In Newton's day, you could say "Gravity is an action at a distance between masses." Later on you would update this to "Gravity is a vector field similar to the electric field sourced by masses." Later on still, you might say something like in your question, that "gravity is the curvature of space-time."
In physics, we should really reserve the word "is" for observable quantities. "The temperature of so and so is such and such." Theoretical concepts and models provide a useful and necessary framework for us to reason about the physical world. But our theories are at best a faithful representation of Nature in some domain, we cannot say that they are Nature.

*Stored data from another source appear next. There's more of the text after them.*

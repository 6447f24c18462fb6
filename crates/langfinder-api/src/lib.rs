//! langfinder-api crate
//!
//! Web server exposing the language lookup as HTTP API.
//!
//! ## Endpoints
//! - `POST /search` - Tiered language search (merged)
//! - `POST /search/tiers` - Tiered language search (one batch per tier)
//! - `POST /highlight` - Split a display string around a query
//! - `GET /tags/{tag}` - Shortest equivalent tag
//! - `GET /languages/{code}` - Record lookup
//! - `GET /health` - Health Check
//!
//! ## Usage Example
//! ```bash
//! curl -X POST http://127.0.0.1:5530/search \
//!   -H "Content-Type: application/json" \
//!   -d '{"query": "uzbek", "limit": 10}'
//! ```

pub mod api;
pub mod config;
pub mod errors;
pub mod models;
pub mod service;

pub use api::AppState;
pub use config::Config;
pub use errors::{ApiError, ApiErrorKind};
pub use models::{
  HighlightRequest, HighlightResponse, SearchRequest, SearchResponse, TagResponse, TierBatchDto,
  TieredSearchResponse,
};
pub use service::{LangFinderApiService, LangFinderApiServiceFull};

In this vein, GR provides a very useful and comprehensive framework to understand gravity in a classical (non-quantum) regime, with dense objects moving at large speeds compared to the speed of light, or for large gravitational fields. However, this representation most likely breaks down when we consider quantum effects.
On the other hand, we have the framework of perturbative quantum gravity, where the metric is approximately flat Minkowski space, with no gravity, plus a very small perturbation away from flat space describing the gravitational field. This description is valid only for weak gravitational fields, but it has many mathematical similarities to other theories of particle physics. Therefore, in this representation, within its regime of validity, we can proceed as a particle physicist and treat the metric perturbation quantum mechanically, leading to gravitons.
What we would ultimately like is some deeper theory, which is valid both for strong gravitational fields and that is quantum mechanical. It should reduce to GR in the strong field, classical regime, and should reduce to perturbative quantum gravity in the quantum, weak field regime. (At least, that is the naive expectation, although people have tried lots of ways to develop this missing theory that don't fit this naive pattern). We don't really know what this theory is. String theory is an example of a theory which has this behavior, but we don't know if it really describes nature or not (beyond the regimes where it reduces to other, previously known theories of physics).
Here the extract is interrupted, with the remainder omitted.